■ Work to complete
The required answer is each line in the entries below where "joined" occurs.

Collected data
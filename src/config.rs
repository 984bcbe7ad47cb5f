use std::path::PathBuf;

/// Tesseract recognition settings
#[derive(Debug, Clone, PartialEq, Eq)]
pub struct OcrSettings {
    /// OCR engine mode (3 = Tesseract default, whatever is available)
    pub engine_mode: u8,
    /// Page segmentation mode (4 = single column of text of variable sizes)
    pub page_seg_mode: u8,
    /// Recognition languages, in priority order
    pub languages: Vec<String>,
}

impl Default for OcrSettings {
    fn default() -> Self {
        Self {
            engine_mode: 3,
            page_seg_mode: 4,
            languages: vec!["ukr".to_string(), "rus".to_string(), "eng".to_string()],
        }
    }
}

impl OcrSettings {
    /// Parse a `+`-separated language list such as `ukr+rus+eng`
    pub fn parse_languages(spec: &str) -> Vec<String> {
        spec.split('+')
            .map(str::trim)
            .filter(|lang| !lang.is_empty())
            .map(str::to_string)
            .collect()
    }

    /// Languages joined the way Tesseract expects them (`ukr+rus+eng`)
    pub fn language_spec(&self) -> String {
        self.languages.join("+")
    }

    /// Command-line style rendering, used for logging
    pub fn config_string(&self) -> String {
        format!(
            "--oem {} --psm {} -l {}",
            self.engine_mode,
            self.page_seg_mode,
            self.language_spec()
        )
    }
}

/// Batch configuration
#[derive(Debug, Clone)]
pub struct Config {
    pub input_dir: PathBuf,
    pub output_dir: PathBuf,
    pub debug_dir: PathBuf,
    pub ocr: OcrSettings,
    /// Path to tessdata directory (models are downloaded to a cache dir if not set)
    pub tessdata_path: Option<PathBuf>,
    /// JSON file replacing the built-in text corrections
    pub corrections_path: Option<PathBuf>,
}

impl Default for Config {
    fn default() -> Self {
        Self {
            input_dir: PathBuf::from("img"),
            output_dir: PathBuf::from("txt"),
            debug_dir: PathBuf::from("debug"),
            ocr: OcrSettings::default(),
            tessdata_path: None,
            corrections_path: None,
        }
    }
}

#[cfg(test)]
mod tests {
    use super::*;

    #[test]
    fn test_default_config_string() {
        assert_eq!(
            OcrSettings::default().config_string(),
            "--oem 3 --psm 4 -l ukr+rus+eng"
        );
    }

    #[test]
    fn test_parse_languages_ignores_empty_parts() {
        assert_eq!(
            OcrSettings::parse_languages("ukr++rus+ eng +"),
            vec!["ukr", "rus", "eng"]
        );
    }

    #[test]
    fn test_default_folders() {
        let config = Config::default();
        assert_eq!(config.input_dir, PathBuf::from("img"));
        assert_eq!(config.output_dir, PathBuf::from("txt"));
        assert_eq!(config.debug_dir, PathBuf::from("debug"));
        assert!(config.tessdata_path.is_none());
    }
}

* * *

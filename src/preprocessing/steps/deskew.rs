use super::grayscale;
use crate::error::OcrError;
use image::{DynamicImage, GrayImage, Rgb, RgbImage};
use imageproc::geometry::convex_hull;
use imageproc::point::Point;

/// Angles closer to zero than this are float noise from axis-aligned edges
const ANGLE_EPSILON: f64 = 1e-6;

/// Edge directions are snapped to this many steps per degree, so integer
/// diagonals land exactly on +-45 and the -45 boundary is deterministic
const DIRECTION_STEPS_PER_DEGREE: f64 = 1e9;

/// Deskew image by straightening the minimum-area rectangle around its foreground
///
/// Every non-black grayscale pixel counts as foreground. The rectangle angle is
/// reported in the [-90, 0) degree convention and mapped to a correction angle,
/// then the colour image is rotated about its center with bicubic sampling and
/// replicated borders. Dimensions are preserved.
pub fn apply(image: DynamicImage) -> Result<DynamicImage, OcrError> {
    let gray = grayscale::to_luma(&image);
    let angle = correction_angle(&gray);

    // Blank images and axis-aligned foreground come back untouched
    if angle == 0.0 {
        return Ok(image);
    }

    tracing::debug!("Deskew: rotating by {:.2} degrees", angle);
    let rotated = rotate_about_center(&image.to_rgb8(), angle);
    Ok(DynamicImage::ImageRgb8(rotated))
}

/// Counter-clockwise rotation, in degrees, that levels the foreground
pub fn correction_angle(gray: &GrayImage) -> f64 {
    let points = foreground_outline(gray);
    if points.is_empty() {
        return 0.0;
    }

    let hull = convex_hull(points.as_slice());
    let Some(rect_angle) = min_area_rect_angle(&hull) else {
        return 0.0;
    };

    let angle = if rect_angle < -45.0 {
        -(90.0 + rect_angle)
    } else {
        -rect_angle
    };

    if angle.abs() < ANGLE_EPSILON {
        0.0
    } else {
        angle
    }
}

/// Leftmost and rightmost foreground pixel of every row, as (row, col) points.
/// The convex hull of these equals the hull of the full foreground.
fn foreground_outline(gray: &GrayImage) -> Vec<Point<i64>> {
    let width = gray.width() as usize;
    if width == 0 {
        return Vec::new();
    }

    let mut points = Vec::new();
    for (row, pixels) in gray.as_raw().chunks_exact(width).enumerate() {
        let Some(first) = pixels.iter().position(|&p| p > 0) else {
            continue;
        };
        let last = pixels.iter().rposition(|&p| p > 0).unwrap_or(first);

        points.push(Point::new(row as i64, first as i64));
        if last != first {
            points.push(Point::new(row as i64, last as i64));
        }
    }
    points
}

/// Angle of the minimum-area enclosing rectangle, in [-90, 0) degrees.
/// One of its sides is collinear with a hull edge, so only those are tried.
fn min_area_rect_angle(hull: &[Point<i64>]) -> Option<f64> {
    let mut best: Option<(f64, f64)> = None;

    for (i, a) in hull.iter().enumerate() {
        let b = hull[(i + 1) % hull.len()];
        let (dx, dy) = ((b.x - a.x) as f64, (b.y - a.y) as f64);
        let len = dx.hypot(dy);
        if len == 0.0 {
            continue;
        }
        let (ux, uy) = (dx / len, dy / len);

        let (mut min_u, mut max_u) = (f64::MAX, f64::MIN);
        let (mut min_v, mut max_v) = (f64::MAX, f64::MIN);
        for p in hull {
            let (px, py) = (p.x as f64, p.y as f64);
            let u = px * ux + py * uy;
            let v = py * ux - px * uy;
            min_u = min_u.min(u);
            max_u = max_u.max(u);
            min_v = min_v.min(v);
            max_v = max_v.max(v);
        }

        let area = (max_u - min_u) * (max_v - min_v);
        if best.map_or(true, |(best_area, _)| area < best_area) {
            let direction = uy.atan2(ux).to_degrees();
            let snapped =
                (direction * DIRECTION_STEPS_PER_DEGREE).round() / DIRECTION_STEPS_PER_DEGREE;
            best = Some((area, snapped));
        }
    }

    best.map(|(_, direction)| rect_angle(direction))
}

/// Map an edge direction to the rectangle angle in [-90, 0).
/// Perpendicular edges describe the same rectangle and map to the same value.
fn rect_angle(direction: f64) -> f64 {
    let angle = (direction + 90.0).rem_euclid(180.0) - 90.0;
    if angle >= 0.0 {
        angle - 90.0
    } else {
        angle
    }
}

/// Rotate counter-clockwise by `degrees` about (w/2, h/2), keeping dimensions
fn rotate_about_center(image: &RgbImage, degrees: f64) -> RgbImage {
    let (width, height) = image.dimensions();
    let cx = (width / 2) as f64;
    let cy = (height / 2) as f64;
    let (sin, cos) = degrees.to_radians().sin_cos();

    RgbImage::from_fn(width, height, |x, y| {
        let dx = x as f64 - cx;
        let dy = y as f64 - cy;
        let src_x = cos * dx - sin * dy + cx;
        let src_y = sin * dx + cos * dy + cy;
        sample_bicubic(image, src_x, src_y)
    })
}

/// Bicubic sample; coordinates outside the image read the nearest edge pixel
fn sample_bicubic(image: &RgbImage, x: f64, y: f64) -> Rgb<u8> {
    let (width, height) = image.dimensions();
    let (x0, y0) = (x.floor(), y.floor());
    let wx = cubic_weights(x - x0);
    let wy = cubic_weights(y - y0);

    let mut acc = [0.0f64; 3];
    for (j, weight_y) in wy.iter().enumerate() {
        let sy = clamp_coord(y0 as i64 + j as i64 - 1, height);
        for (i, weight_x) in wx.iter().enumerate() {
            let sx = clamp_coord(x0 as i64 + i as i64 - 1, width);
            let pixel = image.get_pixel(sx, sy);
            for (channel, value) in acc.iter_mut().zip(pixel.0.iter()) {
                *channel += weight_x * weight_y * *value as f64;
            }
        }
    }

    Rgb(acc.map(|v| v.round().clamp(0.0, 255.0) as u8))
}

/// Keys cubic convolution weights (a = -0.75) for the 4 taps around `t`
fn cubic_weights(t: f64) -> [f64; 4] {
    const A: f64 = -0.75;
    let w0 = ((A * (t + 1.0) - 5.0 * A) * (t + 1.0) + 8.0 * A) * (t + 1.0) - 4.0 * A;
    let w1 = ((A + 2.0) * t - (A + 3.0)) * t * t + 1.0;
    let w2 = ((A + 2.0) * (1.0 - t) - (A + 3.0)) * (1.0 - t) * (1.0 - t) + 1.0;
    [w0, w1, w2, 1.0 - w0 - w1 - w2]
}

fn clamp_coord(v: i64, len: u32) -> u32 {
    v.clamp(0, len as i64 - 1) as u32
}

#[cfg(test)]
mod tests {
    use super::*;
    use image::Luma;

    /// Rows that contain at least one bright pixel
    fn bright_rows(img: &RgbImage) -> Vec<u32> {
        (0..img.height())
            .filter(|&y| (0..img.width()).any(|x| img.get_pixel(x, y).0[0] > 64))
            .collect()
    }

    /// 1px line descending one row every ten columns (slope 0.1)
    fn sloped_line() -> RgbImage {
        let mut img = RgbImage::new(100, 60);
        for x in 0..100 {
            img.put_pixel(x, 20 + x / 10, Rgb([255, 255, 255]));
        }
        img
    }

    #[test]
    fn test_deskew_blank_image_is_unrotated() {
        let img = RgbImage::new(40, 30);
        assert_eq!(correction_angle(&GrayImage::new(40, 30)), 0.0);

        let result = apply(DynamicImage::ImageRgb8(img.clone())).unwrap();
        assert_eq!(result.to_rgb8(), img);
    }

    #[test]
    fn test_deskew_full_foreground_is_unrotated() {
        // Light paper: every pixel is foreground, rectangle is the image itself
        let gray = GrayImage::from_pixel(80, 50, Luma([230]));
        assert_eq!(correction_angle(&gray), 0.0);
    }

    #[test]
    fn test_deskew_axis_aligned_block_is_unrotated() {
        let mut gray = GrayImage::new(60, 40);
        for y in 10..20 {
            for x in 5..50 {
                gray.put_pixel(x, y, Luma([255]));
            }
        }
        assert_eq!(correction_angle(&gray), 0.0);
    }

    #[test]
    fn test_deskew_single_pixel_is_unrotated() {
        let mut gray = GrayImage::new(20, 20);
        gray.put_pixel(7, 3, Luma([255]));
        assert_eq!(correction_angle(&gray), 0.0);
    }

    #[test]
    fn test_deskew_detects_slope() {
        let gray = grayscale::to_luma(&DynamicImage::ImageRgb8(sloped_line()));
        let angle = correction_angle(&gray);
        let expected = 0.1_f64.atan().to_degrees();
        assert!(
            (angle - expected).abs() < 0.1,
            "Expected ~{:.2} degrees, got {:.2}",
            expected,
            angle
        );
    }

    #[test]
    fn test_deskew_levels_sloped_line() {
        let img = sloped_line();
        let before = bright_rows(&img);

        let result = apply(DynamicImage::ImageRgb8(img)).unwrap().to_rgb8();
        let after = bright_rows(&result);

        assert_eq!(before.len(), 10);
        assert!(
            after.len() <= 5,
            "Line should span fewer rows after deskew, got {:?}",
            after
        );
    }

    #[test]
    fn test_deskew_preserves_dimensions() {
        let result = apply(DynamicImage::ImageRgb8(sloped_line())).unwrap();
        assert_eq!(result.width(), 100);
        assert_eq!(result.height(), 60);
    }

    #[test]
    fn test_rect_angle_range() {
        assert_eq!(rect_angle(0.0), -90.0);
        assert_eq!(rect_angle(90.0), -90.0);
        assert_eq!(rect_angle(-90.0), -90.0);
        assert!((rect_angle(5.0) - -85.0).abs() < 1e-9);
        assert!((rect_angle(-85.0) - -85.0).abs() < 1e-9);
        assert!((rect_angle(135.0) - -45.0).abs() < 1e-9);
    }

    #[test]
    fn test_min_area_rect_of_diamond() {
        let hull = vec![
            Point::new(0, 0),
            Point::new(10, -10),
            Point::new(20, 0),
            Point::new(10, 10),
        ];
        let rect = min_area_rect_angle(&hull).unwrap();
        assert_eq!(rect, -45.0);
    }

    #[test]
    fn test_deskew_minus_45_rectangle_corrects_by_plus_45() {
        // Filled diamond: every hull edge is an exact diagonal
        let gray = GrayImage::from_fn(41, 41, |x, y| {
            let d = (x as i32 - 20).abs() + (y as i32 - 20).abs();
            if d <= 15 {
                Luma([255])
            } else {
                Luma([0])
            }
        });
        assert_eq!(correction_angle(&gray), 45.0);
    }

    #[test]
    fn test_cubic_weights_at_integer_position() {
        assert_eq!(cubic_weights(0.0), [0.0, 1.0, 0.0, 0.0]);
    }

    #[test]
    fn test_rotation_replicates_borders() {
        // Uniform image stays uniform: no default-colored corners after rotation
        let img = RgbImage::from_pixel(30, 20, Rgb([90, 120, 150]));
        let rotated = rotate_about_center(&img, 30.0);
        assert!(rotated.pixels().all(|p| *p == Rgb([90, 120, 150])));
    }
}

--

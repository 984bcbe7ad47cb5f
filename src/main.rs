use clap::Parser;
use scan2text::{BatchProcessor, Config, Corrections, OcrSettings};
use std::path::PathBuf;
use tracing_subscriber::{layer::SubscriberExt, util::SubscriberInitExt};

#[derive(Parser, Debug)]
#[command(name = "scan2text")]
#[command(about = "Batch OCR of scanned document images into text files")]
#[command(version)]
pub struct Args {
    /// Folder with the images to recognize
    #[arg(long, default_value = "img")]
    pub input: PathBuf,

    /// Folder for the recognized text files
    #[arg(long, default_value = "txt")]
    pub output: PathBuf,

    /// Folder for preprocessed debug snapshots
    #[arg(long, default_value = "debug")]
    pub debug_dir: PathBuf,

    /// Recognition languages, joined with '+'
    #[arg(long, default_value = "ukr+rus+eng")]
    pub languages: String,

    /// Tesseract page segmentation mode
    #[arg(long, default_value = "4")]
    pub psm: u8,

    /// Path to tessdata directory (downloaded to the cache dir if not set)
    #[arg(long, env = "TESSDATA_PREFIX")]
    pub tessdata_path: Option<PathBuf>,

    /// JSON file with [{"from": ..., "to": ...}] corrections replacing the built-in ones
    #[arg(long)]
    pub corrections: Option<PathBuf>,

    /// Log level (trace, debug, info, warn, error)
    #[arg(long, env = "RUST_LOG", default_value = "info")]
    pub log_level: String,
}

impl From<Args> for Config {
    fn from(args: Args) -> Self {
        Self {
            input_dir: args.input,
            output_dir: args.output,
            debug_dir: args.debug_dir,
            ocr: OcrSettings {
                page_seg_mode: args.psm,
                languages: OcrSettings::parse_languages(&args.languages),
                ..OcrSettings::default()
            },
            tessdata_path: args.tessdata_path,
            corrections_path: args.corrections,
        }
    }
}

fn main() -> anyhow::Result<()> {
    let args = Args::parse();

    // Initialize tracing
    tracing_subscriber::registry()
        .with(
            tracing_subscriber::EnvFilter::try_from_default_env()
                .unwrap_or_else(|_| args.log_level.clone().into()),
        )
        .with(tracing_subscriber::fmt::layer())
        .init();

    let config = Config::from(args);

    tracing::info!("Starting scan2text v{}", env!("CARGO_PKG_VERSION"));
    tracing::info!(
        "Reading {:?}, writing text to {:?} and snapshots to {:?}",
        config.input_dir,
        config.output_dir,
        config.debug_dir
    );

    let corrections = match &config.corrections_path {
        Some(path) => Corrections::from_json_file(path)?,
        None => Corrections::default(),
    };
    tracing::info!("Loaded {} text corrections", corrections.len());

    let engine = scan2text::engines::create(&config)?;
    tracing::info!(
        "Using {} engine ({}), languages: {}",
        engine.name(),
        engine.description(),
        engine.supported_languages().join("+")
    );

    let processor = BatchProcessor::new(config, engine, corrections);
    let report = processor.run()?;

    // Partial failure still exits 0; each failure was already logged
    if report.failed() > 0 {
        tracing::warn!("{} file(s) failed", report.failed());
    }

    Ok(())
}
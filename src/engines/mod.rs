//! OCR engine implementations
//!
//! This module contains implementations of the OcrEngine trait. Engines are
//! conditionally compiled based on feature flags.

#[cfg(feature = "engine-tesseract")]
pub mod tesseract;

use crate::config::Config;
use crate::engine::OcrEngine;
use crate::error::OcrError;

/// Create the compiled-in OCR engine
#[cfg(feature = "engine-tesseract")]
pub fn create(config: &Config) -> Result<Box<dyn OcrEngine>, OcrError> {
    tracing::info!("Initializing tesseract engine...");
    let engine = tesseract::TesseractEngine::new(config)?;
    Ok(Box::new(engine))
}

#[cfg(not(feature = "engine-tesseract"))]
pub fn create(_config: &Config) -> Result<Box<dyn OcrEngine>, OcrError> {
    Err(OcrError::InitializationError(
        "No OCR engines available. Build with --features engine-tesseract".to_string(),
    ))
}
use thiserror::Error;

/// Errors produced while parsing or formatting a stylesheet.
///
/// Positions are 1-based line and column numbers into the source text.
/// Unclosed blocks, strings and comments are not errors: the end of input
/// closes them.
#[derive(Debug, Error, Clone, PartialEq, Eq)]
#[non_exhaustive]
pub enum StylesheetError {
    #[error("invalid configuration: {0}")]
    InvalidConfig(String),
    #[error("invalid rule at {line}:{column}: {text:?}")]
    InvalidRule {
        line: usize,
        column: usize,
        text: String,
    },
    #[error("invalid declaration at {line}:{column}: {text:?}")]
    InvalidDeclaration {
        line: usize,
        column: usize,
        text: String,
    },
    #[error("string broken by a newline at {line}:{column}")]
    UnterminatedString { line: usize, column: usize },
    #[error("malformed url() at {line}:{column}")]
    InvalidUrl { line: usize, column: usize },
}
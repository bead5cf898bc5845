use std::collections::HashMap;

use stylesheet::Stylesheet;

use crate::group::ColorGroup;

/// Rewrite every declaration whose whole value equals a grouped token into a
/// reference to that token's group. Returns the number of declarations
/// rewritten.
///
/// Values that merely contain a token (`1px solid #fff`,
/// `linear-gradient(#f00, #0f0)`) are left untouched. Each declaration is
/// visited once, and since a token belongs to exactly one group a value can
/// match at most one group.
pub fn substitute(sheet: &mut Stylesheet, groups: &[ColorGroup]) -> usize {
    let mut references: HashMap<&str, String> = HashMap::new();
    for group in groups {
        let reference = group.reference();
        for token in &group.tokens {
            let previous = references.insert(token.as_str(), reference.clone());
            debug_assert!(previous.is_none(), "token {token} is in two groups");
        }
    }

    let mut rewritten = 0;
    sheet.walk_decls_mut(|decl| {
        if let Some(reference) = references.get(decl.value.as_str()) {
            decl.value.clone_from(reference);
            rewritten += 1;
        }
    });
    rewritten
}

■ Task answer
    /// Languages joined the way Tesseract expects them (`ukr+rus+eng`)
    /// Recognition languages, joined with '+'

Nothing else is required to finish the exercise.